[Stored data entries]

//! 运行指标收集模块
//!
//! 发送、轮询、关联与 verdict 的 Prometheus 指标，以及内存中的运行统计聚合。

use std::collections::HashMap;

use contracts::{RunSummary, Verdict, VerdictStatus};
use metrics::{
    counter, describe_counter, describe_gauge, describe_histogram, gauge, histogram, Unit,
};

/// Register descriptions with the installed recorder
pub fn describe_metrics() {
    describe_counter!("verifier_sends_total", "Stimulus sends by sender and status");
    describe_histogram!(
        "verifier_send_latency_ms",
        Unit::Milliseconds,
        "Latency of a single send"
    );
    describe_counter!("verifier_sends_skipped_total", "Rows skipped without dispatch");
    describe_gauge!("verifier_sends_in_flight", "Sends currently holding a permit");
    describe_counter!("verifier_polls_total", "Stream polls by source");
    describe_counter!("verifier_records_polled_total", "Raw records returned by polls");
    describe_counter!("verifier_poll_errors_total", "Polls that failed with a transport error");
    describe_counter!(
        "verifier_records_discarded_total",
        "Records older than the run-start watermark"
    );
    describe_counter!("verifier_decode_failures_total", "Records that failed to decode");
    describe_counter!("verifier_correlations_total", "Correlation outcomes per event");
    describe_counter!("verifier_windows_closed_total", "Closed windows by stop reason");
    describe_histogram!(
        "verifier_window_duration_ms",
        Unit::Milliseconds,
        "Watermark to window close"
    );
    describe_gauge!("verifier_rows_expired", "Rows still pending when the window closed");
    describe_counter!("verifier_verdicts_total", "Verdicts by status");
    describe_gauge!("verifier_rows_total", "Rows in the last run");
    describe_gauge!("verifier_rows_passed", "OK verdicts in the last run");
    describe_gauge!("verifier_rows_failed", "MISMATCH plus SEND_FAILED in the last run");
    describe_histogram!(
        "verifier_run_duration_ms",
        Unit::Milliseconds,
        "Whole run duration"
    );
}

/// 记录一次发送结果与耗时
pub fn record_send(sender: &str, success: bool, latency_ms: f64) {
    let status = if success { "success" } else { "failure" };
    counter!(
        "verifier_sends_total",
        "sender" => sender.to_string(),
        "status" => status
    )
    .increment(1);
    histogram!("verifier_send_latency_ms", "sender" => sender.to_string()).record(latency_ms);
}

/// 记录被跳过的行 (disabled / dry run)
pub fn record_send_skipped(count: usize) {
    if count > 0 {
        counter!("verifier_sends_skipped_total").increment(count as u64);
    }
}

/// 记录当前并发发送数
pub fn record_sends_in_flight(in_flight: usize) {
    gauge!("verifier_sends_in_flight").set(in_flight as f64);
}

/// 记录一次轮询拿到的记录数
pub fn record_records_polled(source: &str, count: usize) {
    counter!("verifier_polls_total", "source" => source.to_string()).increment(1);
    if count > 0 {
        counter!("verifier_records_polled_total", "source" => source.to_string())
            .increment(count as u64);
    }
}

/// 记录轮询传输错误
pub fn record_poll_error(source: &str) {
    counter!("verifier_poll_errors_total", "source" => source.to_string()).increment(1);
}

/// 记录早于 run_start 被丢弃的记录
pub fn record_discarded_before_watermark(source: &str) {
    counter!("verifier_records_discarded_total", "source" => source.to_string()).increment(1);
}

/// 记录解码失败
pub fn record_decode_failure(source: &str) {
    counter!("verifier_decode_failures_total", "source" => source.to_string()).increment(1);
}

/// 记录关联结果 (matched_sender / matched_subject / appended / unmatched / conflict)
pub fn record_correlation(outcome: &'static str) {
    counter!("verifier_correlations_total", "outcome" => outcome).increment(1);
}

/// 记录窗口关闭
pub fn record_window_closed(reason: &'static str, elapsed_ms: f64, expired: usize) {
    counter!("verifier_windows_closed_total", "reason" => reason).increment(1);
    histogram!("verifier_window_duration_ms").record(elapsed_ms);
    gauge!("verifier_rows_expired").set(expired as f64);
}

/// 记录 verdict 分布与运行摘要
pub fn record_run_summary(summary: &RunSummary, verdicts: &[Verdict], duration_ms: f64) {
    for verdict in verdicts {
        counter!("verifier_verdicts_total", "status" => verdict.status.as_str()).increment(1);
    }
    gauge!("verifier_rows_total").set(summary.total as f64);
    gauge!("verifier_rows_passed").set(summary.passed as f64);
    gauge!("verifier_rows_failed").set(summary.failed as f64);
    histogram!("verifier_run_duration_ms").record(duration_ms);
}

/// 运行统计聚合器
///
/// 在内存中聚合指标，便于在控制台输出摘要。
#[derive(Debug, Clone, Default)]
pub struct RunStatsAggregator {
    /// 发送成功数
    pub sends_ok: u64,

    /// 发送失败数
    pub sends_failed: u64,

    /// 跳过数
    pub skipped: u64,

    /// 发送耗时统计 (毫秒)
    pub send_latency: RunningStats,

    /// 各状态 verdict 数
    pub verdict_counts: HashMap<VerdictStatus, u64>,

    /// 窗口关闭原因
    pub stop_reason: Option<String>,

    /// 窗口耗时 (毫秒)
    pub window_ms: Option<f64>,
}

impl RunStatsAggregator {
    /// 创建新的聚合器
    pub fn new() -> Self {
        Self::default()
    }

    /// 累加一次发送
    pub fn record_send(&mut self, success: bool, latency_ms: f64) {
        if success {
            self.sends_ok += 1;
        } else {
            self.sends_failed += 1;
        }
        self.send_latency.push(latency_ms);
    }

    pub fn record_skipped(&mut self, count: usize) {
        self.skipped += count as u64;
    }

    pub fn record_window(&mut self, reason: &str, elapsed_ms: f64) {
        self.stop_reason = Some(reason.to_string());
        self.window_ms = Some(elapsed_ms);
    }

    /// 累加 verdict 分布
    pub fn update_verdicts(&mut self, verdicts: &[Verdict]) {
        for verdict in verdicts {
            *self.verdict_counts.entry(verdict.status).or_insert(0) += 1;
        }
    }

    /// 生成摘要
    pub fn summary(&self) -> RunStatsSummary {
        let attempted = self.sends_ok + self.sends_failed;
        RunStatsSummary {
            sends_ok: self.sends_ok,
            sends_failed: self.sends_failed,
            skipped: self.skipped,
            send_failure_rate: if attempted > 0 {
                self.sends_failed as f64 / attempted as f64 * 100.0
            } else {
                0.0
            },
            send_latency_ms: StatsSummary::from(&self.send_latency),
            verdict_counts: VERDICT_ORDER
                .iter()
                .map(|status| (*status, self.verdict_counts.get(status).copied().unwrap_or(0)))
                .collect(),
            stop_reason: self.stop_reason.clone(),
            window_ms: self.window_ms,
        }
    }
}

const VERDICT_ORDER: [VerdictStatus; 6] = [
    VerdictStatus::Ok,
    VerdictStatus::Mismatch,
    VerdictStatus::NotFound,
    VerdictStatus::Conflict,
    VerdictStatus::SendFailed,
    VerdictStatus::Skipped,
];

/// 运行统计摘要
#[derive(Debug, Clone, Default)]
pub struct RunStatsSummary {
    pub sends_ok: u64,
    pub sends_failed: u64,
    pub skipped: u64,
    pub send_failure_rate: f64,
    pub send_latency_ms: StatsSummary,
    /// 固定顺序的 verdict 计数
    pub verdict_counts: Vec<(VerdictStatus, u64)>,
    pub stop_reason: Option<String>,
    pub window_ms: Option<f64>,
}

impl std::fmt::Display for RunStatsSummary {
    fn fmt(&self, f: &mut std::fmt::Formatter<'_>) -> std::fmt::Result {
        writeln!(f, "=== Run Metrics Summary ===")?;
        writeln!(
            f,
            "Sends: {} ok, {} failed ({:.2}%), {} skipped",
            self.sends_ok, self.sends_failed, self.send_failure_rate, self.skipped
        )?;
        writeln!(f, "Send latency (ms): {}", self.send_latency_ms)?;
        if let (Some(reason), Some(ms)) = (&self.stop_reason, self.window_ms) {
            writeln!(f, "Window: closed by {} after {:.0}ms", reason, ms)?;
        }
        writeln!(f, "Verdicts:")?;
        for (status, count) in &self.verdict_counts {
            writeln!(f, "  {}: {}", status, count)?;
        }
        Ok(())
    }
}

/// 统计摘要
#[derive(Debug, Clone, Default)]
pub struct StatsSummary {
    pub count: u64,
    pub min: f64,
    pub max: f64,
    pub mean: f64,
    pub std_dev: f64,
}

impl From<&RunningStats> for StatsSummary {
    fn from(stats: &RunningStats) -> Self {
        Self {
            count: stats.count,
            min: stats.min,
            max: stats.max,
            mean: stats.mean(),
            std_dev: stats.std_dev(),
        }
    }
}

impl std::fmt::Display for StatsSummary {
    fn fmt(&self, f: &mut std::fmt::Formatter<'_>) -> std::fmt::Result {
        if self.count == 0 {
            write!(f, "N/A")
        } else {
            write!(
                f,
                "min={:.3}, max={:.3}, mean={:.3}, std={:.3} (n={})",
                self.min, self.max, self.mean, self.std_dev, self.count
            )
        }
    }
}

/// 在线统计计算器 (Welford's algorithm)
#[derive(Debug, Clone, Default)]
pub struct RunningStats {
    count: u64,
    mean: f64,
    m2: f64,
    min: f64,
    max: f64,
}

impl RunningStats {
    /// 添加新值
    pub fn push(&mut self, value: f64) {
        self.count += 1;

        if self.count == 1 {
            self.min = value;
            self.max = value;
            self.mean = value;
            self.m2 = 0.0;
        } else {
            self.min = self.min.min(value);
            self.max = self.max.max(value);

            let delta = value - self.mean;
            self.mean += delta / self.count as f64;
            let delta2 = value - self.mean;
            self.m2 += delta * delta2;
        }
    }

    /// 样本数量
    pub fn count(&self) -> u64 {
        self.count
    }

    /// 均值
    pub fn mean(&self) -> f64 {
        if self.count == 0 {
            0.0
        } else {
            self.mean
        }
    }

    /// 方差
    pub fn variance(&self) -> f64 {
        if self.count < 2 {
            0.0
        } else {
            self.m2 / (self.count - 1) as f64
        }
    }

    /// 标准差
    pub fn std_dev(&self) -> f64 {
        self.variance().sqrt()
    }
}

#[cfg(test)]
mod tests {
    use super::*;

    #[test]
    fn test_running_stats() {
        let mut stats = RunningStats::default();
        for value in [1.0, 2.0, 3.0, 4.0, 5.0] {
            stats.push(value);
        }

        assert_eq!(stats.count(), 5);
        assert!((stats.mean() - 3.0).abs() < 1e-10);
        assert!((stats.variance() - 2.5).abs() < 1e-10);
    }

    #[test]
    fn test_aggregator_counts_sends_and_verdicts() {
        let mut aggregator = RunStatsAggregator::new();
        aggregator.record_send(true, 10.0);
        aggregator.record_send(true, 30.0);
        aggregator.record_send(false, 5.0);
        aggregator.record_skipped(2);
        aggregator.update_verdicts(&[
            Verdict::bare("TC-1", VerdictStatus::Ok),
            Verdict::bare("TC-2", VerdictStatus::Ok),
            Verdict::bare("TC-3", VerdictStatus::SendFailed),
        ]);

        let summary = aggregator.summary();
        assert_eq!(summary.sends_ok, 2);
        assert_eq!(summary.sends_failed, 1);
        assert_eq!(summary.skipped, 2);
        assert_eq!(summary.send_latency_ms.count, 3);
        assert_eq!(summary.verdict_counts[0], (VerdictStatus::Ok, 2));
        assert_eq!(summary.verdict_counts[4], (VerdictStatus::SendFailed, 1));
    }

    #[test]
    fn test_summary_display() {
        let mut aggregator = RunStatsAggregator::new();
        aggregator.record_send(false, 1.0);
        aggregator.record_window("timeout", 600_000.0);

        let output = aggregator.summary().to_string();
        assert!(output.contains("0 ok, 1 failed (100.00%)"));
        assert!(output.contains("closed by timeout"));
        assert!(output.contains("NOT_FOUND: 0"));
    }
}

About this task:
Provide the number of lines in the data above that contain the string "writeln", and nothing else.

Output below:
6